I've been distraught these last two weeks concerning the crisis in Iceland's financial system. In a world of increasingly more homogenized culture, of compromised artistic visions, I've found (as regular readers will note) liberating voices from this isolated rock in the northern Atlantic. A vibrant and eclectic music scene, challenging movies, and a mature and provocative literature have all enriched my life.
Now, with the collapse of their banking system, this magnificent flowering of the human spirit is threatened, indeed, as the malaise spreads it seems as if all western civilization is on the verge of shutting down. This situation begs the question: "What is the value of Art, performing or otherwise?" Kurt Vonnegut put it this way:
"They (the arts) are a very human way of making life more bearable. Practicing an art, no matter how well or how badly, is a way to make your soul grow, for heaven's sake. Sing in the shower. Dance to the radio. Tell stories. Write a poem to a friend, even a lousy poem. Do it as well as you possibly can. You will get an enormous reward. You will have created something."

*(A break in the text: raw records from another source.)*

//! # mentor-runtime
//!
//! The tutoring session state machine - the top level that routes one
//! [`mentor_core::SessionState`] through the five agents.
//!
//! ## Stage graph
//!
//! ```text
//!  initialized
//!      │
//!  detect intent ──────────────┬───────────────┬──────────────┐
//!      │ learn/other           │ practice      │ progress     │ review
//!      ▼                       ▼               ▼              ▼
//!  evaluate_baseline      assessment_entry  progress_entry  review_entry
//!      │                       │               │              │
//!  retrieve_knowledge          └───────────────┴──────┬───────┘
//!      │                                              │
//!  generate_explanation ◄─────────────── retry        │
//!      │                                   │          │
//!  [validate_content]                      │          │
//!      │                                   │          │
//!  [generate_mnemonic]                     │          │
//!      │                                   │          │
//!  create_check ◄──── adaptive_followup    │          │
//!      │                     ▲             │          │
//!  awaiting_response (pause) │             │          │
//!      │ resume(answer)      │ partial     │          │
//!  assess_understanding ─────┴─────────────┤          │
//!      │ fully                             │ ceiling  │
//!      ▼                                   ▼          │
//!  update_progress                    record_gap      │
//!      └───────────────┬──────────────────┘           │
//!                      ▼                              │
//!                  finalized ◄────────────────────────┘
//! ```
//!
//! A failing agent never aborts the session: the stage's fields stay
//! unset, `error_message` is populated, and the machine still reaches
//! `finalized`.

pub mod orchestrator;

pub use orchestrator::{Orchestrator, should_generate_mnemonic, should_validate};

Sigur Rós, Björk, Halldór Laxness, and many other Icelanders have created something worthwhile. That the world's economic system is failing them (and it is the system that is failing), is another matter altogether. Let us sit tight for a bit- there should be, after all of the clouds have dissapated, a new, brighter day.
Somehow, and this may be a bit Pollyannaish of me, I'm not feeling quite so melancholy now.